[Information supplied Boundary: Start]

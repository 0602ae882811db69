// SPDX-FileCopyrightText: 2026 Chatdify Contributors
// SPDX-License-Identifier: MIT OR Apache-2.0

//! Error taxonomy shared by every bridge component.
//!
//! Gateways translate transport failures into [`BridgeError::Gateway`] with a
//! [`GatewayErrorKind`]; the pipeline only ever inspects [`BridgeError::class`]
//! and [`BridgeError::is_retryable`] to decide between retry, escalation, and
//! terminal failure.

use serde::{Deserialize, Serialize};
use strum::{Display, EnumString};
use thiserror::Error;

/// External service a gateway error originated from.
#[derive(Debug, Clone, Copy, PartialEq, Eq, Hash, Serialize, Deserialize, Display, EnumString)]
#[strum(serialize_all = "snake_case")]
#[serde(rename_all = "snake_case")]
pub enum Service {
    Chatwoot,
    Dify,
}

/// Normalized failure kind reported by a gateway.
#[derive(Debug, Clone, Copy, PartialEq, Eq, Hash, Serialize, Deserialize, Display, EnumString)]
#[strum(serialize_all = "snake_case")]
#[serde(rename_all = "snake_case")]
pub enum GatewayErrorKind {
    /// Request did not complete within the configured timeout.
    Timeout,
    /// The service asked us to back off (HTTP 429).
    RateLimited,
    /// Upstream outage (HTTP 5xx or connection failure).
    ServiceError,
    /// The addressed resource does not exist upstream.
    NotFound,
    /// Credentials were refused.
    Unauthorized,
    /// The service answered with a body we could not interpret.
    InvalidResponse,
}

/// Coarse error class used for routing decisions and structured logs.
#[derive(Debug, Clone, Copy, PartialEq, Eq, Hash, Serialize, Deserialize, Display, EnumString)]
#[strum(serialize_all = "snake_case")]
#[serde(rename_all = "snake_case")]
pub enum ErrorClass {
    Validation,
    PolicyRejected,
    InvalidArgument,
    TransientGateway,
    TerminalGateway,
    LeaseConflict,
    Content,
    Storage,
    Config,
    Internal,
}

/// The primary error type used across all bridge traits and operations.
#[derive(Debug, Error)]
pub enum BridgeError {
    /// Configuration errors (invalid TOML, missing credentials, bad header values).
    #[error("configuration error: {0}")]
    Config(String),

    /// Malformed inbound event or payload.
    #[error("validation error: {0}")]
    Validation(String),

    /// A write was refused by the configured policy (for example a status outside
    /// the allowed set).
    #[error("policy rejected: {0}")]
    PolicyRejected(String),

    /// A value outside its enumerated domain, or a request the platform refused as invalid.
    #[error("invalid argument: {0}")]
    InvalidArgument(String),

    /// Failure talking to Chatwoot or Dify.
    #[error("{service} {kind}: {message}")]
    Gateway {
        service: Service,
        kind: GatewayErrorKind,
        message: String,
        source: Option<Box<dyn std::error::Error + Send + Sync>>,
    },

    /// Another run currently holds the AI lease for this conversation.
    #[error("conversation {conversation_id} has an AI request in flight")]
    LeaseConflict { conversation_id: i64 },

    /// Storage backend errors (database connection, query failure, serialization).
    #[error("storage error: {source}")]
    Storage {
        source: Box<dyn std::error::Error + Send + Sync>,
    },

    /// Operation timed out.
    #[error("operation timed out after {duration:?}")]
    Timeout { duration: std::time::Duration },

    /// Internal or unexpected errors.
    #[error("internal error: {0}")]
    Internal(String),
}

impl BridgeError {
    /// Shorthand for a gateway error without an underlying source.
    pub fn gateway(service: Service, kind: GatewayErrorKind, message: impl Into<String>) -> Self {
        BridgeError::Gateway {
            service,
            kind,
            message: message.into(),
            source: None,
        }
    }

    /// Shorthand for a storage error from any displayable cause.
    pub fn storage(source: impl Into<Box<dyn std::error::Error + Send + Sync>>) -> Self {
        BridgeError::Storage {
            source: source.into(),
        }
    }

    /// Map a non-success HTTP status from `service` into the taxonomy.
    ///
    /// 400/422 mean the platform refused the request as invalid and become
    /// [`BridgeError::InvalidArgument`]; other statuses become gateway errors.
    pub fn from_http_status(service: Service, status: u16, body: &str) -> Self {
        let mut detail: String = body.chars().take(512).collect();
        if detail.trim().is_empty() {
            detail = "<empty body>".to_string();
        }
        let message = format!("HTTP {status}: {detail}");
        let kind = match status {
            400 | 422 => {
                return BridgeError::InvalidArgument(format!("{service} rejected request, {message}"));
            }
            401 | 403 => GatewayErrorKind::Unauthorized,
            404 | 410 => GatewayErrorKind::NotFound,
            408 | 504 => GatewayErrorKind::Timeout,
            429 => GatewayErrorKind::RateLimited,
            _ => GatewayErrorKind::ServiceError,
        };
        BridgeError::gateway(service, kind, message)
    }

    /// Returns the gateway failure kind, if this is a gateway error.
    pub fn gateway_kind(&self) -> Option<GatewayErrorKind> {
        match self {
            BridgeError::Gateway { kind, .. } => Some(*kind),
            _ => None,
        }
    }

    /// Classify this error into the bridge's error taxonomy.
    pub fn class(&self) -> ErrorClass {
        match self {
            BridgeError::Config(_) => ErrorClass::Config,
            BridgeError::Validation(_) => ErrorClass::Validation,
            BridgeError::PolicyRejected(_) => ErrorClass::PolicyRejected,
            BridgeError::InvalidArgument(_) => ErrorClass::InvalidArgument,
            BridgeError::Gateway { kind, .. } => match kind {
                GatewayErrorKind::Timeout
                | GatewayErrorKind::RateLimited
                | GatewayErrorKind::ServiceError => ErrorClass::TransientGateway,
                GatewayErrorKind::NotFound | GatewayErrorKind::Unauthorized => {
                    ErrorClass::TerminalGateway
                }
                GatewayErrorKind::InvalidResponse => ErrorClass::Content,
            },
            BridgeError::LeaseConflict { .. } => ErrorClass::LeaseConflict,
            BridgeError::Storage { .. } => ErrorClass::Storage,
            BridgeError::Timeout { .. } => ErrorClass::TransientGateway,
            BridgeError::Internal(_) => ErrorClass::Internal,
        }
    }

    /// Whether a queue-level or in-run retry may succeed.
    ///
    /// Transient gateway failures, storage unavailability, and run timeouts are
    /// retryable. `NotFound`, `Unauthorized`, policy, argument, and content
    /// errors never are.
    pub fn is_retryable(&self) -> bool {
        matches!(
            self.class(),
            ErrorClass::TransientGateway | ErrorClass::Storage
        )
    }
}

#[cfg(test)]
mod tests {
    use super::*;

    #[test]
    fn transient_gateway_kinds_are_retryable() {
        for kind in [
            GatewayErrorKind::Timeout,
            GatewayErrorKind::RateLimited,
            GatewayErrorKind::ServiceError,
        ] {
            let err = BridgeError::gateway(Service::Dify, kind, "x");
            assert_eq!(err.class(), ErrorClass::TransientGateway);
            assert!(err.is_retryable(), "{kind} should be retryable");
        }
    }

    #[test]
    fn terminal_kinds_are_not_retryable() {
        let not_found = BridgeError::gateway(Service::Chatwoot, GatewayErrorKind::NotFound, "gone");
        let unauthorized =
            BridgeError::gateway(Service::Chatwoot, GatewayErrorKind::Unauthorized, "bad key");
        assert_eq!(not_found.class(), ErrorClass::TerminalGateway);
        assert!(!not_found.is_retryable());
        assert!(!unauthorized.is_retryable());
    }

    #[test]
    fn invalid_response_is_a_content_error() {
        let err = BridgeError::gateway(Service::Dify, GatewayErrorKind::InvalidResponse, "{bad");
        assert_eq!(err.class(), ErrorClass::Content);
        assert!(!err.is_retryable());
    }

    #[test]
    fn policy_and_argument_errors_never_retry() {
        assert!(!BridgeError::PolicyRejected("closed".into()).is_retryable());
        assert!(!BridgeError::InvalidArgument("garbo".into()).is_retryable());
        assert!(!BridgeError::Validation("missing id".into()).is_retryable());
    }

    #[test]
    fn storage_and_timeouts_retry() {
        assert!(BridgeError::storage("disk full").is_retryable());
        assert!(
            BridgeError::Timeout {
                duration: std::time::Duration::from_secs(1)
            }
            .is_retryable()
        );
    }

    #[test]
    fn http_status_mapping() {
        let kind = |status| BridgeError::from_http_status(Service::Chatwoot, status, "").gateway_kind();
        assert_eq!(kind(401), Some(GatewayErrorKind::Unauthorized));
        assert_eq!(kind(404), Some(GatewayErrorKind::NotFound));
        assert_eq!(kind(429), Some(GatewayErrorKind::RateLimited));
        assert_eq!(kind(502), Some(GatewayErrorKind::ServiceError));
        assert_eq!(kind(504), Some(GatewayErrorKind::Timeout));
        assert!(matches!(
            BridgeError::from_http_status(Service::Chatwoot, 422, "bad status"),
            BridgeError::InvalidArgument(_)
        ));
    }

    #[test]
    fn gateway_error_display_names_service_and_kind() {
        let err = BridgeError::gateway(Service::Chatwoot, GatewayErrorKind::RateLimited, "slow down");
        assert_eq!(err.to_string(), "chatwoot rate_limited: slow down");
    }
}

[Information supplied Boundary: End]

**What you are asked to do:**
Find the word "platform" in the entries and show each line where it is found.

**Written solution:**
    /// A value outside its enumerated domain, or a request the platform refused as invalid.
    /// 400/422 mean the platform refused the request as invalid and become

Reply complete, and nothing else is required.